Repeat exactly the lines of the listing below, please, starting with the first and ending with the line containing "impl fmt::Display for ConnectionId"; leave out the rest.

### [Extracted material]
■ ■ ■ ■ ■ ■ ■
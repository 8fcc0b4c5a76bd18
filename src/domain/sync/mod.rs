//! Sync module - the chat client's view of one sync cycle.

mod batch;
pub mod event_type;

pub use batch::{
    ClientEvent, LocalContent, RawClientEvent, RawEvent, RoomSync, SyncBatch,
    SYNC_COMPLETE_COMMAND,
};
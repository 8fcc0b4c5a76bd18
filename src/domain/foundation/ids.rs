//! Identifier value objects.

use serde::{Deserialize, Serialize};
use std::fmt;
use uuid::Uuid;

/// Unique identifier for a WebSocket client connection.
///
/// Generated server-side when a client connects; never sent to clients.
#[derive(Debug, Clone, Copy, PartialEq, Eq, Hash, Serialize, Deserialize)]
#[serde(transparent)]
pub struct ConnectionId(Uuid);

impl ConnectionId {
    /// Creates a new random ConnectionId.
    pub fn new() -> Self {
        Self(Uuid::new_v4())
    }

    /// Returns the inner UUID.
    pub fn as_uuid(&self) -> &Uuid {
        &self.0
    }
}

impl Default for ConnectionId {
    fn default() -> Self {
        Self::new()
    }
}

impl fmt::Display for ConnectionId {
    fn fmt(&self, f: &mut fmt::Formatter<'_>) -> fmt::Result {
        write!(f, "{}", self.0)
    }
}
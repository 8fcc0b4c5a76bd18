//! Message hydration over the chat client's store.
//!
//! Turns the bare message IDs of a `message.upserted` event into full wire
//! messages, with sender names and reactions resolved.

use std::collections::{HashMap, HashSet};
use std::sync::Arc;

use async_trait::async_trait;

use crate::domain::message::{map_event_to_message, Message, MessageContext};
use crate::domain::sync::RawEvent;
use crate::ports::{ChatReader, ChatReaderError, MessageLookup};

/// `MessageLookup` backed by a `ChatReader`.
pub struct MessageHydrator {
    reader: Arc<dyn ChatReader>,
}

impl MessageHydrator {
    pub fn new(reader: Arc<dyn ChatReader>) -> Self {
        Self { reader }
    }

    async fn load_events(&self, chat_id: &str, ids: &[String]) -> Vec<RawEvent> {
        let mut seen = HashSet::with_capacity(ids.len());
        let mut events = Vec::with_capacity(ids.len());
        for id in ids {
            let id = id.trim();
            if id.is_empty() || !seen.insert(id) {
                continue;
            }
            match self.reader.event(id).await {
                Ok(Some(event)) if event.room_id == chat_id => events.push(event),
                Ok(_) => {}
                Err(e) => {
                    tracing::debug!(chat_id, event_id = id, error = %e, "Event lookup failed");
                }
            }
        }
        events
    }
}

#[async_trait]
impl MessageLookup for MessageHydrator {
    async fn lookup_events_by_id(
        &self,
        chat_id: &str,
        ids: &[String],
    ) -> Result<Vec<Message>, ChatReaderError> {
        let Some(room) = self.reader.room(chat_id).await? else {
            return Ok(Vec::new());
        };

        let events = self.load_events(chat_id, ids).await;
        if events.is_empty() {
            return Ok(Vec::new());
        }

        let member_names = self.reader.member_names(chat_id).await.unwrap_or_else(|e| {
            tracing::debug!(chat_id, error = %e, "Member lookup failed");
            HashMap::new()
        });
        let event_ids: Vec<String> = events.iter().map(|e| e.event_id.clone()).collect();
        let reactions = self
            .reader
            .reactions(chat_id, &event_ids)
            .await
            .unwrap_or_else(|e| {
                tracing::debug!(chat_id, error = %e, "Reaction lookup failed");
                HashMap::new()
            });

        let own_user_id = self.reader.own_user_id();
        let ctx = MessageContext {
            account_id: &room.account_id,
            own_user_id: &own_user_id,
            member_names: &member_names,
            reactions: &reactions,
        };

        let mut by_id: HashMap<String, Message> = events
            .iter()
            .filter_map(|event| map_event_to_message(event, &ctx))
            .map(|message| (message.id.clone(), message))
            .collect();

        Ok(ids
            .iter()
            .filter_map(|id| by_id.remove(id.trim()))
            .collect())
    }
}

#[cfg(test)]
mod tests {
    use super::*;
    use crate::adapters::memory::InMemoryChatStore;
    use crate::domain::message::MessageType;
    use crate::domain::sync::{event_type, RoomSync, SyncBatch};
    use serde_json::json;

    fn message(room: &str, id: &str, body: &str) -> RawEvent {
        RawEvent {
            room_id: room.to_string(),
            event_id: id.to_string(),
            sender: "@alice:beeper.com".to_string(),
            event_type: event_type::MESSAGE.to_string(),
            timestamp: 1_705_314_600_000,
            content: json!({"msgtype": "m.text", "body": body}),
            ..Default::default()
        }
    }

    fn store_with(rooms: Vec<(&str, Vec<RawEvent>)>) -> Arc<InMemoryChatStore> {
        let store = InMemoryChatStore::new("@alice:beeper.com");
        let mut batch = SyncBatch::default();
        for (room, events) in rooms {
            batch.rooms.insert(
                room.to_string(),
                RoomSync {
                    events,
                    ..Default::default()
                },
            );
        }
        store.apply_batch(&batch);
        Arc::new(store)
    }

    fn ids(values: &[&str]) -> Vec<String> {
        values.iter().map(|v| v.to_string()).collect()
    }

    #[tokio::test]
    async fn returns_messages_in_request_order() {
        let store = store_with(vec![(
            "!r1",
            vec![message("!r1", "$a", "first"), message("!r1", "$b", "second")],
        )]);
        let hydrator = MessageHydrator::new(store);

        let messages = hydrator
            .lookup_events_by_id("!r1", &ids(&["$b", "$a"]))
            .await
            .unwrap();

        assert_eq!(messages.len(), 2);
        assert_eq!(messages[0].id, "$b");
        assert_eq!(messages[0].text, "second");
        assert_eq!(messages[1].id, "$a");
        assert!(messages[1].is_sender);
        assert_eq!(messages[1].message_type, MessageType::Text);
        assert_eq!(messages[1].timestamp, "2024-01-15T10:30:00Z");
    }

    #[tokio::test]
    async fn skips_unknown_and_foreign_events() {
        let store = store_with(vec![
            ("!r1", vec![message("!r1", "$a", "mine")]),
            ("!r2", vec![message("!r2", "$other", "theirs")]),
        ]);
        let hydrator = MessageHydrator::new(store);

        let messages = hydrator
            .lookup_events_by_id("!r1", &ids(&["$missing", "$other", "$a", "$a"]))
            .await
            .unwrap();

        assert_eq!(messages.len(), 1);
        assert_eq!(messages[0].id, "$a");
    }

    #[tokio::test]
    async fn unknown_room_yields_nothing() {
        let hydrator = MessageHydrator::new(store_with(vec![]));
        let messages = hydrator
            .lookup_events_by_id("!nowhere", &ids(&["$a"]))
            .await
            .unwrap();
        assert!(messages.is_empty());
    }

    #[tokio::test]
    async fn redacted_events_are_skipped() {
        let mut redacted = message("!r1", "$gone", "oops");
        redacted.redacted_by = Some("$red".to_string());
        let store = store_with(vec![("!r1", vec![redacted])]);
        let hydrator = MessageHydrator::new(store);

        let messages = hydrator
            .lookup_events_by_id("!r1", &ids(&["$gone"]))
            .await
            .unwrap();
        assert!(messages.is_empty());
    }
}
//! Error types for the domain layer.

use serde::{Serialize, Serializer};
use std::collections::HashMap;
use std::error::Error;
use std::fmt;

/// Error codes exposed on the wire.
///
/// The string forms are part of the public protocol: WebSocket `error`
/// messages and HTTP error bodies carry them verbatim.
#[derive(Debug, Clone, Copy, PartialEq, Eq, Hash)]
pub enum ErrorCode {
    // Client protocol errors
    InvalidCommand,
    InvalidPayload,

    // Request errors
    Unauthorized,
    NotFound,
    ValidationFailed,

    // Infrastructure errors
    InternalError,
}

impl ErrorCode {
    /// Returns the wire representation of this code.
    pub fn as_str(&self) -> &'static str {
        match self {
            ErrorCode::InvalidCommand => "INVALID_COMMAND",
            ErrorCode::InvalidPayload => "INVALID_PAYLOAD",
            ErrorCode::Unauthorized => "UNAUTHORIZED",
            ErrorCode::NotFound => "NOT_FOUND",
            ErrorCode::ValidationFailed => "VALIDATION_ERROR",
            ErrorCode::InternalError => "INTERNAL_ERROR",
        }
    }
}

impl fmt::Display for ErrorCode {
    fn fmt(&self, f: &mut fmt::Formatter<'_>) -> fmt::Result {
        f.write_str(self.as_str())
    }
}

impl Serialize for ErrorCode {
    fn serialize<S: Serializer>(&self, serializer: S) -> Result<S::Ok, S::Error> {
        serializer.serialize_str(self.as_str())
    }
}

/// Standard domain error with code, message, and optional details.
#[derive(Debug, Clone, PartialEq, Eq)]
pub struct DomainError {
    pub code: ErrorCode,
    pub message: String,
    pub details: HashMap<String, String>,
}

impl DomainError {
    /// Creates a new domain error.
    pub fn new(code: ErrorCode, message: impl Into<String>) -> Self {
        Self {
            code,
            message: message.into(),
            details: HashMap::new(),
        }
    }

    /// Creates an `INVALID_PAYLOAD` error.
    pub fn invalid_payload(message: impl Into<String>) -> Self {
        Self::new(ErrorCode::InvalidPayload, message)
    }

    /// Creates an `INVALID_COMMAND` error.
    pub fn invalid_command(message: impl Into<String>) -> Self {
        Self::new(ErrorCode::InvalidCommand, message)
    }

    /// Adds a detail to the error.
    pub fn with_detail(mut self, key: impl Into<String>, value: impl Into<String>) -> Self {
        self.details.insert(key.into(), value.into());
        self
    }
}

impl fmt::Display for DomainError {
    fn fmt(&self, f: &mut fmt::Formatter<'_>) -> fmt::Result {
        write!(f, "[{}] {}", self.code, self.message)
    }
}

impl Error for DomainError {}

#[cfg(test)]
mod tests {
    use super::*;

    #[test]
    fn domain_error_displays_code_and_message() {
        let err = DomainError::invalid_payload("Invalid JSON payload");
        assert_eq!(format!("{}", err), "[INVALID_PAYLOAD] Invalid JSON payload");
    }

    #[test]
    fn domain_error_with_detail_adds_detail() {
        let err = DomainError::invalid_command("Unsupported command type: ping")
            .with_detail("type", "ping");

        assert_eq!(err.code, ErrorCode::InvalidCommand);
        assert_eq!(err.details.get("type"), Some(&"ping".to_string()));
    }

    #[test]
    fn error_code_serializes_as_wire_string() {
        let json = serde_json::to_string(&ErrorCode::InvalidPayload).unwrap();
        assert_eq!(json, r#""INVALID_PAYLOAD""#);
        assert_eq!(format!("{}", ErrorCode::InternalError), "INTERNAL_ERROR");
    }
}
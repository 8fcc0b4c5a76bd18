//! Configuration error types

use thiserror::Error;

/// Errors that can occur during configuration loading
#[derive(Debug, Error)]
pub enum ConfigError {
    #[error("Configuration loading failed: {0}")]
    LoadError(#[from] config::ConfigError),

    #[error("Validation failed: {0}")]
    ValidationFailed(#[from] ValidationError),
}

/// Errors that can occur during configuration validation
#[derive(Debug, Error, PartialEq, Eq)]
pub enum ValidationError {
    #[error("Required configuration missing: {0}")]
    MissingRequired(&'static str),

    #[error("Invalid port number")]
    InvalidPort,

    #[error("Invalid bind address: {0}")]
    InvalidAddress(String),

    #[error("{0} must be greater than zero")]
    ZeroValue(&'static str),

    #[error("Duplicate debounce window must be shorter than fingerprint retention")]
    DebounceExceedsRetention,
}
■ ■ ■ ■ ■ ■ ■
### [Response]
repository 8fcc0b4c5a76bd18
filename src/domain/sync/mod.rs
//! Sync module - the chat client's view of one sync cycle.

mod batch;
pub mod event_type;

pub use batch::{
    ClientEvent, LocalContent, RawClientEvent, RawEvent, RoomSync, SyncBatch,
    SYNC_COMPLETE_COMMAND,
};
repository 8fcc0b4c5a76bd18
filename src/domain/foundation/ids.rs
//! Identifier value objects.

use serde::{Deserialize, Serialize};
use std::fmt;
use uuid::Uuid;

/// Unique identifier for a WebSocket client connection.
///
/// Generated server-side when a client connects; never sent to clients.
#[derive(Debug, Clone, Copy, PartialEq, Eq, Hash, Serialize, Deserialize)]
#[serde(transparent)]
pub struct ConnectionId(Uuid);

impl ConnectionId {
    /// Creates a new random ConnectionId.
    pub fn new() -> Self {
        Self(Uuid::new_v4())
    }

    /// Returns the inner UUID.
    pub fn as_uuid(&self) -> &Uuid {
        &self.0
    }
}

impl Default for ConnectionId {
    fn default() -> Self {
        Self::new()
    }
}

impl fmt::Display for ConnectionId {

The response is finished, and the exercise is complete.